ASCII art, sometimes referred to as ANSI art or text art, is the process of generating simple or complex imagery using computer text characters from the American Standard of Coded Information Interchange (ASCII) character set. The process involves creative placement of typed characters in order to create visual shapes or complex representations of people. They are usually spread over multiple lines of text. ASCII text art can be seen in email signatures, online game chats, comment sections, and online discussion forums.
While ASCII art may seem like a product of modern advancements in technology being brought about by the invention of computers, but this kind of text art actually predates the invention of computers by hundreds of years. In fact, text art has been used as far back as in the ancient Greece.
Let’s take a deeper look at ASCII art by looking through its history, its many examples, and how you can create your own ASCII art.
The History and Evolution of ASCII Art
Before text was used to form pictures, pictures were used in place of text to convey a message in the form of hieroglyphics in ancient Egypt. Over time the written word developed into symbols that more closely resembled modern text. The early versions of text art were hand-drawn. With creative use of ornamental penmanship people created beautiful documents and pictures. This was evident in the early manuscripts created by monastic monks.
The art of hand-drawn text art images continued even until the 1950s. One of the most prominent works of art during that time was a hand-drawn text picture of Jesus by Korean Gwang Hyuk Lee. Lee used the entire text in the Book of John to create this multi-colored image of Jesus.
The publishing of books became much faster with the invention of the printing press in Germany in the year 1450. A nice example of text art that came about in print was Lewis Caroll’s 1865 book Alice in Wonderland in which he arranged the text in Chapter III to form a mouse’s tail.

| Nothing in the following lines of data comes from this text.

//! In-process backend.
//!
//! [`MemoryBackend`] holds the user registry, issued sessions and the task
//! table. Each [`MemoryClient`] is one connected client with its own session,
//! like one browser tab against the hosted service. Writes go through the
//! same access policy the hosted table enforces and are announced to every
//! open push-channel subscription.

mod auth;
mod tasks;

use std::collections::HashMap;
use std::sync::Arc;

use chrono::Utc;
use parking_lot::Mutex;
use sha2::{Digest, Sha256};
use tokio::sync::broadcast;
use uuid::Uuid;
use todo_auth::{Session, SessionChange};
use todo_core::{BackendError, Identity, Task, UserId};
use todo_sync::ChangeEvent;

/// Minimum accepted password length.
pub const MIN_PASSWORD_LEN: usize = 6;

/// Lifetime of an issued access token, in seconds.
const SESSION_TTL_SECS: i64 = 3_600;

/// Behaviour switches for a [`MemoryBackend`].
#[derive(Clone, Debug)]
pub struct MemoryConfig {
    /// New users must confirm their email before signing in.
    pub require_email_confirmation: bool,
    /// Table name reported in change events.
    pub table: String,
}

impl Default for MemoryConfig {
    fn default() -> Self {
        Self {
            require_email_confirmation: false,
            table: "todos".to_string(),
        }
    }
}

/// Backend calls that can be made to fail with [`MemoryBackend::fail_next`].
#[derive(Clone, Copy, Debug, PartialEq, Eq, Hash)]
pub enum Operation {
    /// `get_session`
    GetSession,
    /// `get_user`
    GetUser,
    /// `sign_up`
    SignUp,
    /// `sign_in_with_password`
    SignIn,
    /// `sign_out`
    SignOut,
    /// `resend`
    Resend,
    /// `select_all`
    Select,
    /// `insert`
    Insert,
    /// `update`
    Update,
    /// `delete`
    Delete,
    /// `subscribe`
    Subscribe,
}

struct UserRecord {
    identity: Identity,
    password_digest: String,
}

#[derive(Default)]
struct State {
    /// Keyed by lowercased email.
    users: HashMap<String, UserRecord>,
    /// Access token to user.
    sessions: HashMap<String, UserId>,
    rows: Vec<Task>,
    outbox: Vec<String>,
    faults: HashMap<Operation, String>,
    subscriptions: usize,
}

struct Shared {
    config: MemoryConfig,
    state: Mutex<State>,
    changes: broadcast::Sender<ChangeEvent>,
}

impl Shared {
    /// Consume an injected fault for `op`.
    fn check_fault(&self, op: Operation) -> Result<(), BackendError> {
        match self.state.lock().faults.remove(&op) {
            Some(message) => Err(BackendError::with_status(500, message)),
            None => Ok(()),
        }
    }

    fn user_for_token(&self, token: &str) -> Option<Identity> {
        let state = self.state.lock();
        let user_id = state.sessions.get(token)?;
        state
            .users
            .values()
            .find(|u| &u.identity.id == user_id)
            .map(|u| u.identity.clone())
    }

    fn announce(&self, event: ChangeEvent) {
        let _ = self.changes.send(event);
    }
}

/// The shared in-process service.
#[derive(Clone)]
pub struct MemoryBackend {
    shared: Arc<Shared>,
}

impl Default for MemoryBackend {
    fn default() -> Self {
        Self::new(MemoryConfig::default())
    }
}

impl MemoryBackend {
    /// Empty service with `config`.
    pub fn new(config: MemoryConfig) -> Self {
        let (changes, _) = broadcast::channel(256);
        Self {
            shared: Arc::new(Shared {
                config,
                state: Mutex::new(State::default()),
                changes,
            }),
        }
    }

    /// A new client with no session.
    pub fn client(&self) -> MemoryClient {
        let (session_changes, _) = broadcast::channel(32);
        MemoryClient {
            shared: Arc::clone(&self.shared),
            session: Mutex::new(None),
            session_changes,
        }
    }

    /// Make the next call of `op`, from any client, fail with `message`.
    pub fn fail_next(&self, op: Operation, message: impl Into<String>) {
        let _ = self.shared.state.lock().faults.insert(op, message.into());
    }

    /// Mark the user's email as confirmed, as following the emailed link
    /// would. Returns `false` for an unknown email.
    pub fn confirm_email(&self, email: &str) -> bool {
        let mut state = self.shared.state.lock();
        match state.users.get_mut(&email_key(email)) {
            Some(user) => {
                user.identity.email_confirmed_at = Some(Utc::now());
                true
            }
            None => false,
        }
    }

    /// Addresses confirmation messages were sent to, one entry per message.
    pub fn confirmations_sent(&self) -> Vec<String> {
        self.shared.state.lock().outbox.clone()
    }

    /// The task table as stored, ordered by category then `sort_order`.
    pub fn tasks(&self) -> Vec<Task> {
        let mut rows = self.shared.state.lock().rows.clone();
        todo_core::ordering::sort_tasks(&mut rows);
        rows
    }

    /// Number of open push-channel subscriptions.
    pub fn active_subscriptions(&self) -> usize {
        self.shared.state.lock().subscriptions
    }
}

/// One connected client of a [`MemoryBackend`].
///
/// Implements [`todo_auth::AuthService`], [`todo_sync::TaskStore`] and
/// [`todo_sync::ChangeFeed`].
pub struct MemoryClient {
    shared: Arc<Shared>,
    session: Mutex<Option<Session>>,
    session_changes: broadcast::Sender<SessionChange>,
}

impl MemoryClient {
    /// The identity behind this client's session, if the session is still
    /// valid at the service.
    fn current_user(&self) -> Option<Identity> {
        let token = self.session.lock().as_ref()?.access_token.clone();
        self.shared.user_for_token(&token)
    }

    fn emit(&self, change: SessionChange) {
        let _ = self.session_changes.send(change);
    }
}

fn email_key(email: &str) -> String {
    email.trim().to_lowercase()
}

fn password_digest(user_id: &UserId, password: &str) -> String {
    let mut hasher = Sha256::new();
    hasher.update(user_id.as_str().as_bytes());
    hasher.update(b":");
    hasher.update(password.as_bytes());
    format!("{:x}", hasher.finalize())
}

fn issue_session(state: &mut State, user: Identity) -> Session {
    let access_token = format!("mem-at-{}", Uuid::now_v7().simple());
    let refresh_token = format!("mem-rt-{}", Uuid::now_v7().simple());
    let _ = state.sessions.insert(access_token.clone(), user.id.clone());
    Session {
        access_token,
        refresh_token,
        expires_at: Utc::now().timestamp() + SESSION_TTL_SECS,
        user,
    }
}

// ─────────────────────────────────────────────────────────────────────────────
// Tests
// ─────────────────────────────────────────────────────────────────────────────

The invention of the typewriter was a welcome change in the world of text creation as it brought about a more personalized way of printing manuscripts. But it also became a new tool for creating art. An early testament to the new invention as an art medium was Flora F. F. Stacey’s creation of a butterfly made entirely of typewriter symbols. It was created by feeding the paper into the rollers from different and creative angles at different times.
Typewriter art became more popular from the 1950s up till the 1970s. Many are available in Alan Riddell’s book Typewriter Art. Robert Morgan created a piece of text art that bore the image of Henri Chopin, which was a design to be placed on the sleeve of Chopin’s record.
The invention of the computer gave rise to, perhaps, the golden era of ASCII art as it offered a tempting new way of passing on information visually. It was extensively used in some of the earliest computer games, such as maps for Star Trek (1971) and NetHack (1987). It gained even more prominence with the arrival of dial-up internet connections as people labored over their e-mail signatures as a way of creatively ending their messages. The early use of ASCII also included the very first ASCII emoticons to represent emotions visually through text.
Fast forward to the present when dial-up has been replaced with faster ways to connect to the internet and more advancements in technology have been introduced. We now have spectacular video games and better graphics and people just don’t seem to be messing around with ASCII art anymore. After all, why waste time on ASCII art when photo and video sharing has never been easier? However, even if that is the case, ASCII art still continues to be prominent and will continue to attract.
Creating Your Own ASCII Art
Maybe you weren’t aware of this, but ASCII art certainly doesn’t have to be sophisticated and the chances are that you’ve been creating your own pieces of ASCII art in the past. For example, take a look at these one-liner ASCII art pieces:
- ( T_T) – crying man
- t(‘.’ t ) – man putting up a fist or giving the dirty finger
- ( ^_^ ) – smiling man
- @>---^----- - a rose
If you want to create more sophisticated pieces of ASCII art from any image, then you can follow this guide:
- Choose an image you want to convert into ASCII art. It should be something that doesn’t have a background and doesn’t have too many small details.
- Open a word document and paste the chosen image into it.
- Right-click on the image and select Size and Position. Go to the Text Wrapping tab and select In Front of Text. Then go to the Position tab and uncheck the option that says Move object with text.
- Set the transparency of the image by clicking on the image and select Format under Picture tools on the toolbar. On the Adjust group select Color and choose Set Transparent Color. Click the part on the image that you want to make transparent.
- Change the brightness of the photo to 70 and the color to gray if it is colored.
- To begin your artwork set the font face to Courier New and the font size to 12. Type over the image line for line. Use the space bar for negative spaces. For lightly colored areas use ! or l. For light-colored areas use C, E, or F and M and W for dark-colored areas. Lastly, use (, ), V, A, Y, d, b, /, , and so on for the edges. Match the image as you type the characters.
- When you’re done, remove the image and save the file. Copy and paste the ASCII image you’ve created when you need to use it or simply take a screenshot.
Now you know the long way to creating your very own ASCII art. However, if you prefer a shorter, easier way, you can simply choose any application that converts any image into text. But the long version is way cooler, and much more rewarding.